Concepedia

Publication | Open Access

Corporate funding and ideological polarization about climate change

574

Citations

30

References

2015

Year

TLDR

The study aims to show how corporate and political actors shape climate‑change polarization and proposes future research using large‑scale textual analysis and social‑network integration. Using a computational analysis of 164 organizations and 40,785 climate‑change texts from 1993‑2013, the authors model the dynamics of polarization in the United States. Corporate funding is linked to higher production of polarizing texts and to the thematic framing and prevalence of those texts over time, confirming long‑standing theories of climate‑change politics and broader ideological polarization.

Abstract

Drawing on large-scale computational data and methods, this research demonstrates how polarization efforts are influenced by a patterned network of political and financial actors.
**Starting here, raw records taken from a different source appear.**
use axum::{Json, response::IntoResponse};
use serde_json::json;

use crate::GIT_COMMIT_HASH;

pub async fn root() -> impl IntoResponse {
    Json(json!({
        "name": env!("CARGO_PKG_NAME"),
        "version": env!("CARGO_PKG_VERSION"),
        "commit": GIT_COMMIT_HASH,
    }))
}
use chrono::Duration;
use rand::{Rng, rngs::OsRng};
use std::sync::Arc;
use tracing::{debug, error, instrument};

use super::clock::Clock;
use super::error::GateError;
use super::models::{OneTimeCode, PrincipalId};
use crate::store::CodeRepository;

const CODE_SPACE: u32 = 1_000_000;

/// Mints and persists one-time codes. Delivery is the caller's job.
#[derive(Clone)]
pub struct CodeIssuer {
    codes: Arc<dyn CodeRepository>,
    clock: Arc<dyn Clock>,
    ttl: Duration,
}

impl CodeIssuer {
    #[must_use]
    pub fn new(codes: Arc<dyn CodeRepository>, clock: Arc<dyn Clock>, ttl: Duration) -> Self {
        Self { codes, clock, ttl }
    }

    /// Persist a fresh code for `owner` and return the stored record.
    ///
    /// # Errors
    /// `CodeGenerationFailed` when the record could not be stored; nothing
    /// should be delivered in that case.
    #[instrument(skip(self))]
    pub async fn issue_code(&self, owner: &PrincipalId) -> Result<OneTimeCode, GateError> {
        let record = OneTimeCode::new(owner.clone(), generate_code(), self.clock.now(), self.ttl)
            .ok_or_else(|| {
                error!(ttl = %self.ttl, "one-time code expiry out of range");
                GateError::CodeGenerationFailed
            })?;

        self.codes.insert(&record).await.map_err(|err| {
            error!("failed to store one-time code: {err}");
            GateError::CodeGenerationFailed
        })?;

        debug!(code_id = %record.id, expires_at = %record.expires_at, "issued one-time code");
        Ok(record)
    }
}

/// Uniform six-digit decimal string, leading zeros kept.
#[must_use]
pub fn generate_code() -> String {
    format!("{:06}", OsRng.gen_range(0..CODE_SPACE))
}
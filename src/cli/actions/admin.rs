use crate::api::Backends;
use anyhow::{Context, Result};
use tracing::info;

#[derive(Debug)]
pub enum AdminCommand {
    Grant(String),
    Revoke(String),
    List,
}

#[derive(Debug)]
pub struct Args {
    pub dsn: String,
    pub command: AdminCommand,
}

/// Execute an administrator provisioning command against PostgreSQL.
/// # Errors
/// Returns an error if the database is unreachable or the query fails.
pub async fn execute(args: Args) -> Result<()> {
    let backends = Backends::connect(&args.dsn).await?;
    let admins = backends.admins;

    match args.command {
        AdminCommand::Grant(email) => {
            let created = admins
                .grant(&email)
                .await
                .with_context(|| format!("Failed to grant admin to {email}"))?;
            info!(email = %email, created, "admin granted");
            if created {
                println!("granted admin to {email}");
            } else {
                println!("{email} is already an admin");
            }
        }
        AdminCommand::Revoke(email) => {
            let removed = admins
                .revoke(&email)
                .await
                .with_context(|| format!("Failed to revoke admin from {email}"))?;
            info!(email = %email, removed, "admin revoked");
            if removed {
                println!("revoked admin from {email}");
            } else {
                println!("{email} was not an admin");
            }
        }
        AdminCommand::List => {
            let records = admins.list().await.context("Failed to list admins")?;
            for record in records {
                println!("{}\t{}", record.email, record.role);
            }
        }
    }

    Ok(())
}
//! Gate configuration (timeouts and the login entry point).

use chrono::Duration;

use super::verifier::DEFAULT_MAX_CODE_ATTEMPTS;

const DEFAULT_CODE_TTL_SECONDS: i64 = 5 * 60;
const DEFAULT_SESSION_TIMEOUT_SECONDS: i64 = 24 * 60 * 60;
const DEFAULT_LOGIN_PATH: &str = "/admin/login";

/// Upper bound for `--code-ttl-seconds`.
pub const MAX_CODE_TTL_SECONDS: i64 = 60 * 60;
/// Upper bound for `--session-timeout-seconds`.
pub const MAX_SESSION_TIMEOUT_SECONDS: i64 = 30 * 24 * 60 * 60;

#[derive(Clone, Debug)]
pub struct GateConfig {
    frontend_base_url: String,
    login_path: String,
    code_ttl_seconds: i64,
    session_timeout_seconds: i64,
    max_code_attempts: u32,
}

impl GateConfig {
    #[must_use]
    pub fn new(frontend_base_url: String) -> Self {
        Self {
            frontend_base_url,
            login_path: DEFAULT_LOGIN_PATH.to_string(),
            code_ttl_seconds: DEFAULT_CODE_TTL_SECONDS,
            session_timeout_seconds: DEFAULT_SESSION_TIMEOUT_SECONDS,
            max_code_attempts: DEFAULT_MAX_CODE_ATTEMPTS,
        }
    }

    #[must_use]
    pub fn with_login_path(mut self, path: String) -> Self {
        self.login_path = path;
        self
    }

    /// Clamped to `1..=MAX_CODE_TTL_SECONDS`.
    #[must_use]
    pub fn with_code_ttl_seconds(mut self, seconds: i64) -> Self {
        self.code_ttl_seconds = seconds.clamp(1, MAX_CODE_TTL_SECONDS);
        self
    }

    /// Clamped to `1..=MAX_SESSION_TIMEOUT_SECONDS`.
    #[must_use]
    pub fn with_session_timeout_seconds(mut self, seconds: i64) -> Self {
        self.session_timeout_seconds = seconds.clamp(1, MAX_SESSION_TIMEOUT_SECONDS);
        self
    }

    #[must_use]
    pub fn with_max_code_attempts(mut self, attempts: u32) -> Self {
        self.max_code_attempts = attempts.max(1);
        self
    }

    #[must_use]
    pub fn frontend_base_url(&self) -> &str {
        &self.frontend_base_url
    }

    #[must_use]
    pub fn login_path(&self) -> &str {
        &self.login_path
    }

    #[must_use]
    pub fn code_ttl(&self) -> Duration {
        Duration::seconds(self.code_ttl_seconds)
    }

    #[must_use]
    pub fn session_timeout(&self) -> Duration {
        Duration::seconds(self.session_timeout_seconds)
    }

    #[must_use]
    pub fn session_timeout_seconds(&self) -> i64 {
        self.session_timeout_seconds
    }

    #[must_use]
    pub fn max_code_attempts(&self) -> u32 {
        self.max_code_attempts
    }

    /// Cookies are only marked `Secure` when the frontend is served over HTTPS.
    #[must_use]
    pub fn cookie_secure(&self) -> bool {
        self.frontend_base_url.starts_with("https://")
    }
}
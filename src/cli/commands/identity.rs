//! Where primary credentials are checked.

use anyhow::{Context, Result, anyhow};
use clap::{Arg, ArgAction, ArgMatches, Command};
use secrecy::SecretString;
use url::Url;

use crate::api::IdentityBackend;

pub const ARG_IDENTITY_URL: &str = "identity-url";
pub const ARG_IDENTITY_API_KEY: &str = "identity-api-key";
pub const ARG_SEED_ACCOUNT: &str = "seed-account";
pub const ARG_SEED_ADMIN: &str = "seed-admin";

#[must_use]
pub fn with_args(command: Command) -> Command {
    command
        .arg(
            Arg::new(ARG_IDENTITY_URL)
                .long(ARG_IDENTITY_URL)
                .help("Base URL of the identity provider REST API")
                .env("ADMINGATE_IDENTITY_URL")
                .conflicts_with(ARG_SEED_ACCOUNT),
        )
        .arg(
            Arg::new(ARG_IDENTITY_API_KEY)
                .long(ARG_IDENTITY_API_KEY)
                .help("API key sent to the identity provider")
                .env("ADMINGATE_IDENTITY_API_KEY")
                .hide_env_values(true),
        )
        .arg(
            Arg::new(ARG_SEED_ACCOUNT)
                .long(ARG_SEED_ACCOUNT)
                .help("Local account as email=password, for the in-memory identity provider")
                .value_name("EMAIL=PASSWORD")
                .action(ArgAction::Append),
        )
        .arg(
            Arg::new(ARG_SEED_ADMIN)
                .long(ARG_SEED_ADMIN)
                .help("Grant the admin role on start-up (in-memory storage only)")
                .value_name("EMAIL")
                .action(ArgAction::Append),
        )
}

pub struct Options {
    pub backend: IdentityBackend,
    pub seed_admins: Vec<String>,
}

impl Options {
    /// # Errors
    /// Returns an error if the identity URL is invalid, its API key is
    /// missing, or a seed account is malformed.
    pub fn parse(matches: &ArgMatches) -> Result<Self> {
        let backend = match matches.get_one::<String>(ARG_IDENTITY_URL) {
            Some(raw) => {
                let base_url = Url::parse(raw).context("invalid ADMINGATE_IDENTITY_URL")?;
                let api_key = matches
                    .get_one::<String>(ARG_IDENTITY_API_KEY)
                    .cloned()
                    .context("missing required argument: --identity-api-key")?;
                IdentityBackend::Rest {
                    base_url,
                    api_key: SecretString::from(api_key),
                }
            }
            None => IdentityBackend::Memory {
                accounts: matches
                    .get_many::<String>(ARG_SEED_ACCOUNT)
                    .unwrap_or_default()
                    .map(|raw| parse_seed_account(raw))
                    .collect::<Result<_>>()?,
            },
        };

        let seed_admins = matches
            .get_many::<String>(ARG_SEED_ADMIN)
            .unwrap_or_default()
            .cloned()
            .collect();

        Ok(Self {
            backend,
            seed_admins,
        })
    }
}

fn parse_seed_account(raw: &str) -> Result<(String, SecretString)> {
    let (email, password) = raw
        .split_once('=')
        .ok_or_else(|| anyhow!("--seed-account expects EMAIL=PASSWORD"))?;
    let email = email.trim();
    if email.is_empty() || password.is_empty() {
        return Err(anyhow!("--seed-account expects EMAIL=PASSWORD"));
    }
    Ok((email.to_string(), SecretString::from(password.to_string())))
}
//! Persistence seams for the gate.
//!
//! Each record type gets a thin repository trait so the gate never handles
//! loosely-typed documents. Two backends implement them:
//!
//! - [`memory`]: process-local maps, used by tests and by the server when no
//!   DSN is configured.
//! - [`postgres`]: `sqlx` over the tables in `sql/schema.sql`.

use anyhow::{Context, Result};
use async_trait::async_trait;
use base64::Engine;
use chrono::{DateTime, Utc};
use rand::{RngCore, rngs::OsRng};
use sha2::{Digest, Sha256};
use thiserror::Error;
use uuid::Uuid;

use crate::gate::models::{AdministratorRecord, LiveSession, OneTimeCode, Principal, PrincipalId};

pub mod memory;
pub mod postgres;

/// Uniform error type for all storage backends.
#[derive(Debug, Error)]
pub enum StoreError {
    #[error("record failed validation: {0}")]
    Invalid(String),
    #[error("backend error: {0}")]
    Backend(String),
}

impl From<sqlx::Error> for StoreError {
    fn from(err: sqlx::Error) -> Self {
        match err {
            sqlx::Error::Decode(inner) => Self::Invalid(inner.to_string()),
            other => Self::Backend(other.to_string()),
        }
    }
}

/// Administrator role lookups. Only provisioning tools call the mutators.
#[async_trait]
pub trait AdminDirectory: Send + Sync {
    /// True when at least one record matches `email` with role `admin`.
    async fn is_admin(&self, email: &str) -> Result<bool, StoreError>;

    /// Returns `false` when the record already existed.
    async fn grant(&self, email: &str) -> Result<bool, StoreError>;

    /// Returns `false` when there was nothing to remove.
    async fn revoke(&self, email: &str) -> Result<bool, StoreError>;

    async fn list(&self) -> Result<Vec<AdministratorRecord>, StoreError>;
}

/// One-time code persistence.
#[async_trait]
pub trait CodeRepository: Send + Sync {
    async fn insert(&self, code: &OneTimeCode) -> Result<(), StoreError>;

    /// Most recently issued unused record for `owner` carrying `code`.
    async fn find_unused(
        &self,
        owner: &PrincipalId,
        code: &str,
    ) -> Result<Option<OneTimeCode>, StoreError>;

    /// Flip `used` on a still-unused record. Returns `false` when another
    /// caller got there first.
    async fn mark_used(
        &self,
        id: Uuid,
        used_at: Option<DateTime<Utc>>,
    ) -> Result<bool, StoreError>;

    /// Delete records that expired before `cutoff`; returns the count.
    async fn purge_expired(&self, cutoff: DateTime<Utc>) -> Result<u64, StoreError>;
}

/// Live identity sessions keyed by an opaque bearer token.
#[async_trait]
pub trait SessionStore: Send + Sync {
    /// Store a new session and return the raw token for the cookie.
    async fn create(
        &self,
        principal: &Principal,
        expires_at: DateTime<Utc>,
    ) -> Result<String, StoreError>;

    async fn lookup(
        &self,
        token: &str,
        now: DateTime<Utc>,
    ) -> Result<Option<LiveSession>, StoreError>;

    /// Record that the second factor was satisfied for this session.
    /// Returns `false` when no live session matches `token`.
    async fn elevate(&self, token: &str, at: DateTime<Utc>) -> Result<bool, StoreError>;

    async fn delete(&self, token: &str) -> Result<(), StoreError>;

    /// Delete sessions that expired before `cutoff`; returns the count.
    async fn purge_expired(&self, cutoff: DateTime<Utc>) -> Result<u64, StoreError>;
}

/// Create a new session token for the auth cookie.
/// The raw value is only returned to set the cookie; stores keep a hash.
pub(crate) fn generate_session_token() -> Result<String> {
    let mut bytes = [0u8; 32];
    OsRng
        .try_fill_bytes(&mut bytes)
        .context("failed to generate session token")?;
    Ok(base64::engine::general_purpose::URL_SAFE_NO_PAD.encode(bytes))
}

/// Hash a session token so raw values never touch storage.
pub(crate) fn hash_session_token(token: &str) -> Vec<u8> {
    let mut hasher = Sha256::new();
    hasher.update(token.as_bytes());
    hasher.finalize().to_vec()
}

#[cfg(test)]
mod tests {
    use super::*;
    use base64::engine::general_purpose::URL_SAFE_NO_PAD;

    #[test]
    fn session_token_is_32_random_bytes() {
        let decoded_len = generate_session_token()
            .ok()
            .and_then(|token| URL_SAFE_NO_PAD.decode(token.as_bytes()).ok())
            .map(|bytes| bytes.len());
        assert_eq!(decoded_len, Some(32));
    }

    #[test]
    fn session_token_hash_is_stable() {
        assert_eq!(hash_session_token("token"), hash_session_token("token"));
        assert_ne!(hash_session_token("token"), hash_session_token("other"));
        assert_eq!(hash_session_token("token").len(), 32);
    }

    #[test]
    fn decode_errors_map_to_invalid() {
        let err = StoreError::from(sqlx::Error::Decode("bad code".into()));
        assert!(matches!(err, StoreError::Invalid(_)));

        let err = StoreError::from(sqlx::Error::RowNotFound);
        assert!(matches!(err, StoreError::Backend(_)));
    }
}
These dynamics, which have been notoriously difficult to quantify, are illustrated here with a computational analysis of climate change politics in the United States. The comprehensive data include all individual and organizational actors in the climate change countermovement (164 organizations), as well as all written and verbal texts produced by this network between 1993-2013 (40,785 texts, more than 39 million words). Two main findings emerge. First, that organizations with corporate funding were more likely to have written and disseminated texts meant to polarize the climate change issue. Second, and more importantly, that corporate funding influences the actual thematic content of these polarization efforts, and the discursive prevalence of that thematic content over time. These findings provide new, and comprehensive, confirmation of dynamics long thought to be at the root of climate change politics and discourse. Beyond the specifics of climate change, this paper has important implications for understanding ideological polarization more generally, and the increasing role of private funding in determining why certain polarizing themes are created and amplified. Lastly, the paper suggests that future studies build on the novel approach taken here that integrates large-scale textual analysis with social networks.